**Records provided**

------------------------------------

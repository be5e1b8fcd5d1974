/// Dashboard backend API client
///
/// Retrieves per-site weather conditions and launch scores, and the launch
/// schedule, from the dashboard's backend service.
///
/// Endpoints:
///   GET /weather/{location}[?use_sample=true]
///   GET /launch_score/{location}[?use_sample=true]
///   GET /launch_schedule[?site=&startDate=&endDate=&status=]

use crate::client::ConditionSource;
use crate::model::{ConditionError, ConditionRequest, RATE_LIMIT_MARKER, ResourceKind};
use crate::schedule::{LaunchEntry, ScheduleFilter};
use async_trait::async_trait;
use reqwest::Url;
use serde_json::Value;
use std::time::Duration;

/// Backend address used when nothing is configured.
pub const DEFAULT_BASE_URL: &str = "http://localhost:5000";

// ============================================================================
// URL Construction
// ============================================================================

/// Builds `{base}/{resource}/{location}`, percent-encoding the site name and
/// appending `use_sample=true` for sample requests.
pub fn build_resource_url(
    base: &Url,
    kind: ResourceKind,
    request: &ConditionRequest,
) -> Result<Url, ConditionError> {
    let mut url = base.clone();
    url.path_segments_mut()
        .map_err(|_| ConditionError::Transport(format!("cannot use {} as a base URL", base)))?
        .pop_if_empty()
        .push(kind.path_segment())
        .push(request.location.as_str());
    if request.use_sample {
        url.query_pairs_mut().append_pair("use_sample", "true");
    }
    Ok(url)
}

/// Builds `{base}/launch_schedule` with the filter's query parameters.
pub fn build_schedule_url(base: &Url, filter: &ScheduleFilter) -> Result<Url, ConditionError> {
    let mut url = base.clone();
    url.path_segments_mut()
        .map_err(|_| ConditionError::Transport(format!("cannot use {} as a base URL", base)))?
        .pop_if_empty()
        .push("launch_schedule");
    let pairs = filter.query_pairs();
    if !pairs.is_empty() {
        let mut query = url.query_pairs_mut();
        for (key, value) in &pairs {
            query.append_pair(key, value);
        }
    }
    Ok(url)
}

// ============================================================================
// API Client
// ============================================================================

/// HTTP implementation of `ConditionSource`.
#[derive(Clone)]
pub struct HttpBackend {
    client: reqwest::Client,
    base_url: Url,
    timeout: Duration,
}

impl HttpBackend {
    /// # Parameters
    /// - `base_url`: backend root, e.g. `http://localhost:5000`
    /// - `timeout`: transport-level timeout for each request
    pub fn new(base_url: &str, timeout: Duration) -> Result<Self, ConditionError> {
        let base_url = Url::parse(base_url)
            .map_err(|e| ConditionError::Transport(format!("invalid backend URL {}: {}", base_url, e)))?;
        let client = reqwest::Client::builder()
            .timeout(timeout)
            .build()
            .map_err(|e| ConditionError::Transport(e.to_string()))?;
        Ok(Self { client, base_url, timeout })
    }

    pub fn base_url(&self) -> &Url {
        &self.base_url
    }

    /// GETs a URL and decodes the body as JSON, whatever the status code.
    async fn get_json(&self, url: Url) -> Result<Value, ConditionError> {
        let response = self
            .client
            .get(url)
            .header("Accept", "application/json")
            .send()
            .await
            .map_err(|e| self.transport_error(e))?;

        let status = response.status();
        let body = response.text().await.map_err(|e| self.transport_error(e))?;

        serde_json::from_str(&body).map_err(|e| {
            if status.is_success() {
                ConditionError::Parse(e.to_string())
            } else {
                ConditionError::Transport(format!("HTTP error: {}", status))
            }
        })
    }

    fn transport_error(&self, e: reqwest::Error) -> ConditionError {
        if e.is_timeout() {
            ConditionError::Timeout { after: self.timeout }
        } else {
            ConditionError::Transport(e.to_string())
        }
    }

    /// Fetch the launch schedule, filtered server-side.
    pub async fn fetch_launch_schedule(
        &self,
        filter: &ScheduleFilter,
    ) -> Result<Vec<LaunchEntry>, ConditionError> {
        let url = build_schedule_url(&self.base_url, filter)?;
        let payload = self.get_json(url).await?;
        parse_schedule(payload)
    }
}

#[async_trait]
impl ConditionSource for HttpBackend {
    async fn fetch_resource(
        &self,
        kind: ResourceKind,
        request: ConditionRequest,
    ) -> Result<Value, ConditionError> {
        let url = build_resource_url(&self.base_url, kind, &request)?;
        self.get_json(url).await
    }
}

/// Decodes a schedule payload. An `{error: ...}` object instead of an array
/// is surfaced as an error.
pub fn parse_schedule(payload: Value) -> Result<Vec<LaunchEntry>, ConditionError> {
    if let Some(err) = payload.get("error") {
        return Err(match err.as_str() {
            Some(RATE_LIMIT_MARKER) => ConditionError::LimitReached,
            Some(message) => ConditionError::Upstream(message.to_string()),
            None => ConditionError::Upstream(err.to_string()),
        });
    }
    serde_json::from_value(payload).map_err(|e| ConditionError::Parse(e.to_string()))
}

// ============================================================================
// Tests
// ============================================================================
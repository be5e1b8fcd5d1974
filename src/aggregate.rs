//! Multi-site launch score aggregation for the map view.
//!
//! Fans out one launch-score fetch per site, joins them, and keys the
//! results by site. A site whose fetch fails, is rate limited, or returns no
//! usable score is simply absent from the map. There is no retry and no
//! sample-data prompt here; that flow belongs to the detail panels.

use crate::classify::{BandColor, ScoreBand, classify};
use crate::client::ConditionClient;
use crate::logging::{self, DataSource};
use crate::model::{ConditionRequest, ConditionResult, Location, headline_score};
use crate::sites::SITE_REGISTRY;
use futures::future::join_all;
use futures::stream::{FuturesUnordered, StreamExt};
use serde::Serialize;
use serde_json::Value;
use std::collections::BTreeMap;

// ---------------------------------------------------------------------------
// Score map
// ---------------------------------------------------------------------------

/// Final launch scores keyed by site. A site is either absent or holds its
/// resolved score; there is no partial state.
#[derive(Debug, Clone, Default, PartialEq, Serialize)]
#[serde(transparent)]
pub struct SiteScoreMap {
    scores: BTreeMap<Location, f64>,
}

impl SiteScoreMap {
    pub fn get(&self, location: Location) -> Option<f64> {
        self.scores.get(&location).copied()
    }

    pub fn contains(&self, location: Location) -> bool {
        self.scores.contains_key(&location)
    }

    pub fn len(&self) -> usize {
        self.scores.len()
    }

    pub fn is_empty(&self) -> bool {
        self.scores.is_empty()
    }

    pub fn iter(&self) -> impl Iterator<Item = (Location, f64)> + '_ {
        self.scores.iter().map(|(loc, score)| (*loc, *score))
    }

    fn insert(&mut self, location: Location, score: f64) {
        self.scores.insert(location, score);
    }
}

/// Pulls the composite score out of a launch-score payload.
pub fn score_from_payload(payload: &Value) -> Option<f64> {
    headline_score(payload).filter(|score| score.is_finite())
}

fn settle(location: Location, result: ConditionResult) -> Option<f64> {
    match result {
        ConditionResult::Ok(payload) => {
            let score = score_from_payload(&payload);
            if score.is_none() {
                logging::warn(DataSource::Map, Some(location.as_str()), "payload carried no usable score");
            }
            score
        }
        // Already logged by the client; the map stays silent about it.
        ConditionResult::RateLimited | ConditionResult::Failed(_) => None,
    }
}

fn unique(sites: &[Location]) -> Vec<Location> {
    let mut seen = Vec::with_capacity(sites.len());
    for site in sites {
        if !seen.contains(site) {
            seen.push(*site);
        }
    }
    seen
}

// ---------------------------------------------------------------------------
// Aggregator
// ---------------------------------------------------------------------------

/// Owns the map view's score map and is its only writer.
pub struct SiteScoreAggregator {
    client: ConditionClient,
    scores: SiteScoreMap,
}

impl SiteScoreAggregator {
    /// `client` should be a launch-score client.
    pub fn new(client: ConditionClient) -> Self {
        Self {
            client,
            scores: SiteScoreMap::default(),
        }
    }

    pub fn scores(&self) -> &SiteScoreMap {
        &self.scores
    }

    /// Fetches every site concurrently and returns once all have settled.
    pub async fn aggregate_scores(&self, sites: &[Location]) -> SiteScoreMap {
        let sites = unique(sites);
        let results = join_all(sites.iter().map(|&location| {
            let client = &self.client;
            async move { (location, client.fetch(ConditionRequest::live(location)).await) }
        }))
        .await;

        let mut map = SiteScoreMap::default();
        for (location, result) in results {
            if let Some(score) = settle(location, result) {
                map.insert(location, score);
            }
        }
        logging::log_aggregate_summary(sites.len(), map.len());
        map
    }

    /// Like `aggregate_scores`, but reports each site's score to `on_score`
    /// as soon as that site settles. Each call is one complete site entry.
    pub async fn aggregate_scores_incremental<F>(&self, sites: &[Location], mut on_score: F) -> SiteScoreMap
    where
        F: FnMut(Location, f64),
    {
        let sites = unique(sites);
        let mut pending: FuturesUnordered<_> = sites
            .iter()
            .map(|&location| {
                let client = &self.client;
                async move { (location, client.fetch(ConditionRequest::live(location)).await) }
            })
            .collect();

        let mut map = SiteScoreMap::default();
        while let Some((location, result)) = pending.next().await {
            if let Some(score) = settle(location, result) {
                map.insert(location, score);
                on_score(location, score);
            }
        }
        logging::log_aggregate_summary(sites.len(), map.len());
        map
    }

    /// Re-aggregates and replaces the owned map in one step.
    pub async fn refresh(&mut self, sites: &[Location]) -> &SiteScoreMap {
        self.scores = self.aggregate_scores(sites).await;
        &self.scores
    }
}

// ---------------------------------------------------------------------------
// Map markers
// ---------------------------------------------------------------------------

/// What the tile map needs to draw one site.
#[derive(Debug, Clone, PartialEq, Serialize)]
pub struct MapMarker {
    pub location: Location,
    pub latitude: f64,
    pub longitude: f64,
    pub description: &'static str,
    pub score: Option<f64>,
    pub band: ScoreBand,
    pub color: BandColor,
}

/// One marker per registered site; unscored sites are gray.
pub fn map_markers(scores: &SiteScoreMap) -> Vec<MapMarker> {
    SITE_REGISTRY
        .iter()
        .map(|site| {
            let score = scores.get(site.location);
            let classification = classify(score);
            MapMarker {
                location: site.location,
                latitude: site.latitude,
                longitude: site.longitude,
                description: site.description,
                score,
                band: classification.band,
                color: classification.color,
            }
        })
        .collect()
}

------------------------------------

**What to produce**
From the data above, show each line that contains "Debug".

**Solution for this exercise**
#[derive(Debug, Clone, Default, PartialEq, Serialize)]
#[derive(Debug, Clone, PartialEq, Serialize)]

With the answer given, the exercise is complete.